DATA EXCERPTS
//! src/audio/stitcher.rs
//!
//! Joins per-speaker clips into one panel recording: every clip is brought to
//! the stitcher's rate, optionally RMS-normalised, and separated by a fixed
//! pause.  Intro/outro stingers are attached with a short linear crossfade.
//
// The resampler here is nearest-index on purpose; it only has to bridge the
// odd model that does not emit 24 kHz.

use std::path::{Path, PathBuf};

use voice_panel_domain::AudioBuffer;

use super::{AudioError, SAMPLE_RATE, read_wav, write_wav};

/// Loudness target for [`normalize`], in dBFS RMS.
pub const DEFAULT_TARGET_DB: f32 = -20.0;
/// Silence inserted between speakers.
pub const DEFAULT_PAUSE_MS: u32 = 800;
/// Overlap used when attaching intro/outro audio.
pub const DEFAULT_CROSSFADE_MS: u32 = 50;

/// Knobs for [`AudioStitcher::stitch`].
#[derive(Debug, Clone)]
pub struct StitchOptions {
    pub pause_ms: u32,
    pub normalize_each: bool,
    pub target_db: f32,
    /// Persist the stitched result here before returning it.
    pub output_path: Option<PathBuf>,
}

impl Default for StitchOptions {
    fn default() -> Self {
        Self {
            pause_ms: DEFAULT_PAUSE_MS,
            normalize_each: true,
            target_db: DEFAULT_TARGET_DB,
            output_path: None,
        }
    }
}

impl StitchOptions {
    pub fn with_pause_ms(mut self, pause_ms: u32) -> Self {
        self.pause_ms = pause_ms;
        self
    }

    pub fn with_normalize(mut self, normalize_each: bool) -> Self {
        self.normalize_each = normalize_each;
        self
    }

    pub fn with_output(mut self, path: impl Into<PathBuf>) -> Self {
        self.output_path = Some(path.into());
        self
    }
}

/// Combines clips into a single mono recording at a fixed sample rate.
#[derive(Debug, Clone, Copy)]
pub struct AudioStitcher {
    sample_rate: u32,
}

impl Default for AudioStitcher {
    fn default() -> Self {
        Self::new(SAMPLE_RATE)
    }
}

impl AudioStitcher {
    pub fn new(sample_rate: u32) -> Self {
        Self { sample_rate }
    }

    pub fn sample_rate(&self) -> u32 {
        self.sample_rate
    }

    /// Number of samples covering `duration_ms` at the stitcher rate.
    pub fn samples_for(&self, duration_ms: u32) -> usize {
        (self.sample_rate as f64 * duration_ms as f64 / 1000.0).round() as usize
    }

    /// `duration_ms` of digital silence at the stitcher rate.
    pub fn silence(&self, duration_ms: u32) -> Vec<f32> {
        vec![0.0; self.samples_for(duration_ms)]
    }

    /// Overlap the tail of `a` with the head of `b` using complementary
    /// linear ramps.
    ///
    /// Falls back to plain concatenation when either side is shorter than
    /// the fade (or the fade rounds to zero samples), so the result is
    /// `a.len() + b.len() - fade` samples long only when a fade happened.
    pub fn crossfade(&self, a: &[f32], b: &[f32], fade_ms: u32) -> Vec<f32> {
        let fade = self.samples_for(fade_ms);

        if fade == 0 || a.len() < fade || b.len() < fade {
            let mut out = Vec::with_capacity(a.len() + b.len());
            out.extend_from_slice(a);
            out.extend_from_slice(b);
            return out;
        }

        let head = a.len() - fade;
        let mut out = Vec::with_capacity(a.len() + b.len() - fade);
        out.extend_from_slice(&a[..head]);

        // Ramp endpoints are inclusive: fade-out runs 1 → 0, fade-in 0 → 1.
        for i in 0..fade {
            let t = if fade == 1 {
                0.0
            } else {
                i as f32 / (fade - 1) as f32
            };
            out.push(a[head + i] * (1.0 - t) + b[i] * t);
        }

        out.extend_from_slice(&b[fade..]);
        out
    }

    /// Stitch `clips` into one buffer at the stitcher rate.
    ///
    /// Clips keep their input order; exactly one pause sits between each
    /// consecutive pair and none at either end.
    pub fn stitch(
        &self,
        clips: Vec<AudioBuffer>,
        options: &StitchOptions,
    ) -> Result<AudioBuffer, AudioError> {
        if clips.is_empty() {
            return Err(AudioError::EmptyInput);
        }
        if self.sample_rate == 0 {
            return Err(AudioError::InvalidSampleRate(0));
        }

        let clip_count = clips.len();
        let pause = self.silence(options.pause_ms);
        let mut combined = Vec::new();

        for (i, clip) in clips.into_iter().enumerate() {
            let mut samples = if clip.sample_rate == self.sample_rate {
                clip.samples
            } else {
                tracing::debug!(
                    from = clip.sample_rate,
                    to = self.sample_rate,
                    "resampling clip"
                );
                resample_linear(clip.samples, clip.sample_rate, self.sample_rate)?
            };

            if options.normalize_each {
                samples = normalize(samples, options.target_db);
            }

            if i > 0 {
                combined.extend_from_slice(&pause);
            }
            combined.extend(samples);
        }

        let stitched = AudioBuffer::new(combined, self.sample_rate);
        tracing::info!(
            clips = clip_count,
            samples = stitched.len(),
            seconds = stitched.duration_secs(),
            "stitched panel"
        );

        if let Some(path) = &options.output_path {
            write_wav(path, &stitched)?;
            tracing::info!(path = %path.display(), "saved panel audio");
        }

        Ok(stitched)
    }

    /// Crossfade an intro before and an outro after `main`.
    ///
    /// Both files are down-mixed and brought to the stitcher rate first.
    pub fn add_intro_outro(
        &self,
        main: Vec<f32>,
        intro_path: Option<&Path>,
        outro_path: Option<&Path>,
    ) -> Result<Vec<f32>, AudioError> {
        let mut result = main;

        if let Some(path) = intro_path {
            let intro = self.load_at_rate(path)?;
            result = self.crossfade(&intro, &result, DEFAULT_CROSSFADE_MS);
        }

        if let Some(path) = outro_path {
            let outro = self.load_at_rate(path)?;
            result = self.crossfade(&result, &outro, DEFAULT_CROSSFADE_MS);
        }

        Ok(result)
    }

    fn load_at_rate(&self, path: &Path) -> Result<Vec<f32>, AudioError> {
        let clip = read_wav(path)?;
        resample_linear(clip.samples, clip.sample_rate, self.sample_rate)
    }
}

/// Root-mean-square amplitude; zero for an empty slice.
pub fn rms(samples: &[f32]) -> f64 {
    if samples.is_empty() {
        return 0.0;
    }
    let sum_sq: f64 = samples.iter().map(|&s| f64::from(s) * f64::from(s)).sum();
    (sum_sq / samples.len() as f64).sqrt()
}

/// Scale `samples` to `target_db` RMS and clip to [-1, 1].
///
/// Silent input (RMS of zero) is returned untouched. NaN samples count as
/// silence and infinities saturate to full scale before measuring.
pub fn normalize(samples: Vec<f32>, target_db: f32) -> Vec<f32> {
    let samples: Vec<f32> = samples
        .into_iter()
        .map(|s| match s {
            s if s.is_nan() => 0.0,
            s if s.is_infinite() => s.signum(),
            s => s,
        })
        .collect();

    let level = rms(&samples);
    if level == 0.0 {
        return samples;
    }

    // Gain stays in f64: a subnormal RMS would overflow an f32 gain.
    let target_rms = 10f64.powf(f64::from(target_db) / 20.0);
    let gain = target_rms / level;
    samples
        .into_iter()
        .map(|s| (f64::from(s) * gain).clamp(-1.0, 1.0) as f32)
        .collect()
}

/// Nearest-index rate conversion from `from_rate` to `to_rate`.
///
/// Produces `round(len * to / from)` samples picked at evenly spaced
/// positions over the input's index range. Not bandlimited.
pub fn resample_linear(
    samples: Vec<f32>,
    from_rate: u32,
    to_rate: u32,
) -> Result<Vec<f32>, AudioError> {
    if from_rate == to_rate {
        return Ok(samples);
    }
    if from_rate == 0 {
        return Err(AudioError::InvalidSampleRate(from_rate));
    }
    if to_rate == 0 {
        return Err(AudioError::InvalidSampleRate(to_rate));
    }
    if samples.is_empty() {
        return Ok(samples);
    }

    let new_len = (samples.len() as f64 * to_rate as f64 / from_rate as f64).round() as usize;
    if new_len == 0 {
        return Ok(Vec::new());
    }

    let last = samples.len() - 1;
    let step = if new_len > 1 {
        last as f64 / (new_len - 1) as f64
    } else {
        0.0
    };

    Ok((0..new_len)
        .map(|i| {
            let idx = (i as f64 * step).round() as usize;
            samples[idx.min(last)]
        })
        .collect())
}

#[cfg(test)]
mod tests {
    use super::*;

    fn ramp(len: usize) -> Vec<f32> {
        (0..len).map(|i| i as f32 / len as f32).collect()
    }

    #[test]
    fn silence_rounds_to_nearest_sample() {
        let stitcher = AudioStitcher::new(22_050);
        // 22050 * 10 / 1000 = 220.5 → 221
        assert_eq!(stitcher.silence(10).len(), 221);
        assert!(stitcher.silence(10).iter().all(|&s| s == 0.0));
        assert_eq!(AudioStitcher::default().silence(500).len(), 12_000);
        assert!(AudioStitcher::default().silence(0).is_empty());
    }

    #[test]
    fn normalize_leaves_silence_alone() {
        let zeros = vec![0.0_f32; 64];
        assert_eq!(normalize(zeros.clone(), DEFAULT_TARGET_DB), zeros);
        assert!(normalize(Vec::new(), DEFAULT_TARGET_DB).is_empty());
    }

    #[test]
    fn normalize_hits_target_rms() {
        let quiet: Vec<f32> = (0..2400).map(|i| ((i as f32) * 0.1).sin() * 0.01).collect();
        let out = normalize(quiet, DEFAULT_TARGET_DB);
        let expected = 10f64.powf(-20.0 / 20.0);
        assert!((rms(&out) - expected).abs() < 1e-3, "rms = {}", rms(&out));
    }

    #[test]
    fn normalize_clips_to_unit_range() {
        let spiky: Vec<f32> = (0..1000)
            .map(|i| if i == 0 { 5.0 } else { 0.001 * (i % 7) as f32 - 0.003 })
            .collect();
        let out = normalize(spiky, 0.0);
        assert!(out.iter().all(|s| (-1.0..=1.0).contains(s)));
        assert_eq!(out[0], 1.0);
    }

    #[test]
    fn normalize_stays_in_range_for_degenerate_input() {
        let cases = [
            vec![1e-45_f32, 0.0, -1e-45],
            vec![f32::INFINITY, 0.5],
            vec![f32::NAN, 0.25, f32::NEG_INFINITY],
            vec![f32::NAN; 4],
        ];
        for case in cases {
            let out = normalize(case.clone(), DEFAULT_TARGET_DB);
            assert_eq!(out.len(), case.len());
            assert!(
                out.iter().all(|s| (-1.0..=1.0).contains(s)),
                "{case:?} -> {out:?}"
            );
        }

        let tiny = normalize(vec![1e-45_f32, 0.0, -1e-45], DEFAULT_TARGET_DB);
        assert_eq!(tiny[1], 0.0);
        assert!(tiny[0] > 0.0 && tiny[2] < 0.0);
        assert_eq!(normalize(vec![f32::NAN; 4], DEFAULT_TARGET_DB), vec![0.0; 4]);
    }

    #[test]
    fn resample_same_rate_is_identity() -> anyhow::Result<()> {
        let input = ramp(313);
        assert_eq!(resample_linear(input.clone(), 16_000, 16_000)?, input);
        assert_eq!(resample_linear(Vec::new(), 0, 0)?, Vec::<f32>::new());
        Ok(())
    }

    #[test]
    fn resample_length_and_values() -> anyhow::Result<()> {
        let input = ramp(1_000);
        let up = resample_linear(input.clone(), 16_000, 24_000)?;
        assert_eq!(up.len(), 1_500);
        assert_eq!(up.first(), input.first());
        assert_eq!(up.last(), input.last());
        assert!(up.iter().all(|s| input.contains(s)));

        let down = resample_linear(input.clone(), 44_100, 24_000)?;
        assert_eq!(down.len(), (1_000.0_f64 * 24_000.0 / 44_100.0).round() as usize);
        Ok(())
    }

    #[test]
    fn resample_rejects_zero_rate() {
        assert!(matches!(
            resample_linear(vec![0.1], 0, 24_000),
            Err(AudioError::InvalidSampleRate(0))
        ));
        assert!(matches!(
            resample_linear(vec![0.1], 24_000, 0),
            Err(AudioError::InvalidSampleRate(0))
        ));
    }

    #[test]
    fn crossfade_overlaps_when_both_long_enough() {
        let stitcher = AudioStitcher::new(1_000); // 1 sample per ms
        let a = vec![1.0_f32; 100];
        let b = vec![0.5_f32; 80];
        let out = stitcher.crossfade(&a, &b, 10);
        assert_eq!(out.len(), 100 + 80 - 10);
        // first overlapped sample is all `a`, last is all `b`
        assert_eq!(out[90], 1.0);
        assert_eq!(out[99], 0.5);
        assert!(out[90..100].windows(2).all(|w| w[0] >= w[1]));
    }

    #[test]
    fn crossfade_concatenates_short_inputs() {
        let stitcher = AudioStitcher::new(1_000);
        let a = vec![1.0_f32; 5];
        let b = vec![0.5_f32; 80];
        let out = stitcher.crossfade(&a, &b, 10);
        assert_eq!(out.len(), 85);
        assert_eq!(&out[..5], &a[..]);
        assert_eq!(&out[5..], &b[..]);

        let untouched = stitcher.crossfade(&b, &b, 0);
        assert_eq!(untouched.len(), 160);
    }

    #[test]
    fn stitch_rejects_empty_input() {
        let err = AudioStitcher::default().stitch(Vec::new(), &StitchOptions::default());
        assert!(matches!(err, Err(AudioError::EmptyInput)));
    }

    #[test]
    fn stitch_inserts_one_pause_between_clips() -> anyhow::Result<()> {
        let stitcher = AudioStitcher::default();
        let a = AudioBuffer::new(vec![0.2; 24_000], 24_000);
        let b = AudioBuffer::new(vec![-0.2; 12_000], 24_000);

        let out = stitcher.stitch(vec![a, b], &StitchOptions::default().with_pause_ms(500))?;
        assert_eq!(out.sample_rate, 24_000);
        assert_eq!(out.len(), 24_000 + 12_000 + 12_000);
        assert!(out.samples[24_000..36_000].iter().all(|&s| s == 0.0));
        Ok(())
    }

    #[test]
    fn stitch_resamples_foreign_rates() -> anyhow::Result<()> {
        let stitcher = AudioStitcher::default();
        let clip = AudioBuffer::new(vec![0.3; 16_000], 16_000);
        let out = stitcher.stitch(vec![clip], &StitchOptions::default().with_normalize(false))?;
        assert_eq!(out.len(), 24_000);
        assert!(out.samples.iter().all(|&s| s == 0.3));
        Ok(())
    }

    #[test]
    fn stitch_writes_output_at_stitcher_rate() -> anyhow::Result<()> {
        let dir = tempfile::tempdir()?;
        let path = dir.path().join("out").join("x.wav");
        let stitcher = AudioStitcher::new(22_050);
        let clips = vec![
            AudioBuffer::new(vec![0.1; 16_000], 16_000),
            AudioBuffer::new(vec![-0.1; 22_050], 22_050),
        ];

        let options = StitchOptions::default().with_pause_ms(100).with_output(&path);
        let out = stitcher.stitch(clips, &options)?;

        let written = read_wav(&path)?;
        assert_eq!(written.sample_rate, 22_050);
        // one second, a 100 ms pause (2205 samples), one second
        assert_eq!(written.len(), 22_050 + 2_205 + 22_050);
        assert_eq!(written.len(), out.len());
        Ok(())
    }
}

TASK DIRECTIONS
Retype exactly, and only, the lines above from the one where "s if s.is_nan()" occurs up to and including the one where "return Err(AudioError::InvalidSampleRate(to_rate));" occurs.

YOUR SOLUTION
            s if s.is_nan() => 0.0,
            s if s.is_infinite() => s.signum(),
            s => s,
        })
        .collect();

    let level = rms(&samples);
    if level == 0.0 {
        return samples;
    }

    // Gain stays in f64: a subnormal RMS would overflow an f32 gain.
    let target_rms = 10f64.powf(f64::from(target_db) / 20.0);
    let gain = target_rms / level;
    samples
        .into_iter()
        .map(|s| (f64::from(s) * gain).clamp(-1.0, 1.0) as f32)
        .collect()
}

/// Nearest-index rate conversion from `from_rate` to `to_rate`.
///
/// Produces `round(len * to / from)` samples picked at evenly spaced
/// positions over the input's index range. Not bandlimited.
pub fn resample_linear(
    samples: Vec<f32>,
    from_rate: u32,
    to_rate: u32,
) -> Result<Vec<f32>, AudioError> {
    if from_rate == to_rate {
        return Ok(samples);
    }
    if from_rate == 0 {
        return Err(AudioError::InvalidSampleRate(from_rate));
    }
    if to_rate == 0 {
        return Err(AudioError::InvalidSampleRate(to_rate));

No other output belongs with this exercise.